Accountant Arrested for Fraud!



When accountants so grossly misrepresent the finances of their client they risk arrest; when politicians do so they receive standing ovations in congress.


We Pay Them to Lie to Us


The problem with politicians.


November 26, 2009

When you knowingly pay someone to lie to you, we call the deceiver an illusionist or a magician. When you unwittingly pay someone to do the same thing, I call him a politician.

President Obama insists that health care "reform" not "add a dime" to the budget deficit, which daily grows to ever more frightening levels. So the House-passed bill and the one the Senate now deliberates both claim to cost less than $900 billion. Somehow "$900 billion over 10 years" has been decreed to be a magical figure that will not increase the deficit.

It's amazing how precise government gets when estimating the cost of 10 years of subsidized medical care. Senate Majority Leader Harry Reid's bill was scored not at $850 billion, but $849 billion. House Speaker Nancy Pelosi said her bill would cost $871 billion.

How do they do that?

The key to magic is misdirection, fooling the audience into looking in the wrong direction.

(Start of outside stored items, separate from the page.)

//! Local key-value persistence
//!
//! This module provides a trait-based abstraction over the key-value store
//! that holds every option set and record journal, so the same data can
//! live in a JSON file, a SQLite database or plain memory.

mod json_file;
mod memory;
mod migration;
mod sqlite;
mod traits;

pub use json_file::JsonFileBacking;
pub use memory::MemoryBacking;
pub use migration::{copy_all, export_snapshot, import_snapshot, Snapshot};
pub use sqlite::SqliteBacking;
pub use traits::{BackendType, KeyValueBacking, StorageResult};

use anyhow::{Context, Result};
use serde::de::DeserializeOwned;
use serde::Serialize;
use std::path::Path;
use std::sync::Arc;

/// Shared handle to a backing, held by every store and journal
pub type SharedBacking = Arc<dyn KeyValueBacking>;

/// Infers the backing type from a file extension
pub fn infer_backend_type(path: &Path) -> BackendType {
    match path.extension().and_then(|e| e.to_str()) {
        Some("db") | Some("sqlite") | Some("sqlite3") => BackendType::Sqlite,
        _ => BackendType::JsonFile,
    }
}

/// Creates a backing based on the file extension or explicit type
pub fn create_backend(path: &Path, backend_type: Option<BackendType>) -> Result<SharedBacking> {
    let bt = backend_type.unwrap_or_else(|| infer_backend_type(path));

    match bt {
        BackendType::Memory => Ok(Arc::new(MemoryBacking::new())),
        BackendType::JsonFile => Ok(Arc::new(JsonFileBacking::new(path))),
        BackendType::Sqlite => {
            let backing = SqliteBacking::new(path)
                .with_context(|| format!("Failed to open SQLite database: {:?}", path))?;
            Ok(Arc::new(backing))
        }
    }
}

/// Reads and decodes the value under `key`.
///
/// A missing key, a read failure and a decode failure all yield `default`;
/// failures are logged, never returned. Nothing is written.
pub fn load_or<T: DeserializeOwned>(backing: &dyn KeyValueBacking, key: &str, default: T) -> T {
    match backing.load(key) {
        Ok(None) => default,
        Ok(Some(text)) => match serde_json::from_str(&text) {
            Ok(value) => value,
            Err(e) => {
                log::warn!("Discarding unreadable data under '{}': {}", key, e);
                default
            }
        },
        Err(e) => {
            log::warn!("Failed to read '{}': {}", key, e);
            default
        }
    }
}

/// Encodes `value` and stores it under `key`, returning whether the write
/// went through. Failures are logged.
pub fn save<T: Serialize + ?Sized>(backing: &dyn KeyValueBacking, key: &str, value: &T) -> bool {
    let text = match serde_json::to_string(value) {
        Ok(text) => text,
        Err(e) => {
            log::warn!("Failed to encode data for '{}': {}", key, e);
            return false;
        }
    };

    match backing.store(key, &text) {
        Ok(()) => {
            log::debug!("Saved {} bytes under '{}'", text.len(), key);
            true
        }
        Err(e) => {
            log::warn!("Failed to save '{}': {}", key, e);
            false
        }
    }
}

/// Deletes `key`, returning whether the delete went through
pub fn remove(backing: &dyn KeyValueBacking, key: &str) -> bool {
    match backing.delete(key) {
        Ok(()) => true,
        Err(e) => {
            log::warn!("Failed to delete '{}': {}", key, e);
            false
        }
    }
}

/// Removes every key, returning whether the clear went through
pub fn clear(backing: &dyn KeyValueBacking) -> bool {
    match backing.clear_all() {
        Ok(()) => true,
        Err(e) => {
            log::warn!("Failed to clear storage: {}", e);
            false
        }
    }
}

#[cfg(test)]
pub(crate) mod test_support {
    use super::*;
    use crate::error::StorageError;
    use std::sync::atomic::{AtomicBool, AtomicUsize, Ordering};

    /// Memory backing that counts writes and can be told to fail them
    #[derive(Default)]
    pub struct RecordingBacking {
        inner: MemoryBacking,
        pub writes: AtomicUsize,
        pub fail_writes: AtomicBool,
    }

    impl RecordingBacking {
        pub fn new() -> Self {
            Self::default()
        }

        pub fn write_count(&self) -> usize {
            self.writes.load(Ordering::SeqCst)
        }

        pub fn set_failing(&self, failing: bool) {
            self.fail_writes.store(failing, Ordering::SeqCst);
        }
    }

    impl KeyValueBacking for RecordingBacking {
        fn backend_type(&self) -> BackendType {
            BackendType::Memory
        }

        fn path(&self) -> Option<&Path> {
            None
        }

        fn load(&self, key: &str) -> StorageResult<Option<String>> {
            self.inner.load(key)
        }

        fn store(&self, key: &str, value: &str) -> StorageResult<()> {
            self.writes.fetch_add(1, Ordering::SeqCst);
            if self.fail_writes.load(Ordering::SeqCst) {
                return Err(StorageError::Unavailable("quota exceeded".to_string()));
            }
            self.inner.store(key, value)
        }

        fn delete(&self, key: &str) -> StorageResult<()> {
            self.inner.delete(key)
        }

        fn clear_all(&self) -> StorageResult<()> {
            self.inner.clear_all()
        }

        fn keys(&self) -> StorageResult<Vec<String>> {
            self.inner.keys()
        }
    }
}

#[cfg(test)]
mod tests {
    use super::test_support::RecordingBacking;
    use super::*;
    use crate::models::OptionItem;
    use std::path::PathBuf;

    #[test]
    fn test_infer_backend_type() {
        assert_eq!(infer_backend_type(&PathBuf::from("farm.db")), BackendType::Sqlite);
        assert_eq!(infer_backend_type(&PathBuf::from("farm.sqlite3")), BackendType::Sqlite);
        assert_eq!(infer_backend_type(&PathBuf::from("farm.json")), BackendType::JsonFile);
        assert_eq!(infer_backend_type(&PathBuf::from("farm")), BackendType::JsonFile);
    }

    #[test]
    fn test_load_or_missing_key_returns_default_without_writing() {
        let backing = RecordingBacking::new();
        let defaults = vec![OptionItem::labelled(1, "A")];

        let loaded = load_or(&backing, "missing_key", defaults.clone());
        assert_eq!(loaded, defaults);
        assert_eq!(backing.write_count(), 0);
    }

    #[test]
    fn test_load_or_corrupt_value_returns_default() {
        let backing = MemoryBacking::new();
        backing.store("k", "{not json").unwrap();

        let loaded: Vec<OptionItem> = load_or(&backing, "k", Vec::new());
        assert!(loaded.is_empty());
    }

    #[test]
    fn test_save_then_load_round_trip() {
        let backing = MemoryBacking::new();
        let options = vec![
            OptionItem::labelled(2, "白羽土雞"),
            OptionItem::labelled(1, "黑羽土雞"),
        ];

        assert!(save(&backing, "chicken_farm_chicken_breeds", &options));
        let loaded: Vec<OptionItem> = load_or(&backing, "chicken_farm_chicken_breeds", Vec::new());
        assert_eq!(loaded, options);
    }

    #[test]
    fn test_save_reports_write_failure() {
        let backing = RecordingBacking::new();
        backing.set_failing(true);
        assert!(!save(&backing, "k", &vec![1, 2, 3]));
        assert_eq!(backing.load("k").unwrap(), None);
    }
}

I happily suspend disbelief when a magician says he'll saw a woman in half. That's entertainment. But when Harry Reid says he'll give 30 million additional people health coverage while cutting the deficit, improving health care and reducing its cost, it's not entertaining. It's incredible.

The politicians have a hat full of tricks to make their schemes look cheaper than they are. The new revenues will pour in during Year One, but health care spending won't begin until Year Three or Four. To this the Cato Institute's Michael Tanner asks, "Wouldn't it be great if you could count a whole month's income, but only two weeks' expenditures in your household budget?"

To be deficit-reducers, the health care bills depend on a $200 billion cut in Medicare. Current law requires cuts in payments to doctors, but let's get real: Those cuts will never happen. The idea that Congress will "save $200 billion" by reducing payments for groups as influential as doctors and retirees is laughable. Since 2003, Congress has suspended those "required" cuts each year.

Our pandering congressmen rarely cut. They just spend. Even as the deficit grows, they vomit up our money onto new pet "green" projects, bailouts for irresponsible industries, gifts for special interests, and guarantees to everyone.

Originally, this year's suspension, "the doc fix," was included in the health care bills, but when it clearly pushed the cost of "reform" over Obama's limit and threatened to hike the deficit, the politicians moved the "doc fix" to a separate bill and pretended it was unrelated to their health care work.

Megan McArdle of The Atlantic reports that Rep. Paul Ryan of Wisconsin asked the Congressional Budget Office what the total price would be if the "doc fix" and House health care overhaul were passed together. "The answer, according to the CBO, is that together they'd increase the deficit by $89 billion over 10 years." McArdle explains why the "doc fix" should be included: "They're passing a bill that increases the deficit by $200 billion in order to pass another bill that hopefully reduces it, but by substantially less than $200 billion. That means that passage of this bill is going to increase the deficit."

From the start, Obama has promised to pay for half the "reform" cost by cutting Medicare by half a trillion over 10 years. But, Tanner asks, "how likely is it that those cuts will take place? After all, this is an administration that will pay seniors $250 to make up for the fact that they didn't get a Social Security cost-of-living increase this year (because the cost of living didn't increase). And Congress is in the process of repealing a scheduled increase in Medicare premiums."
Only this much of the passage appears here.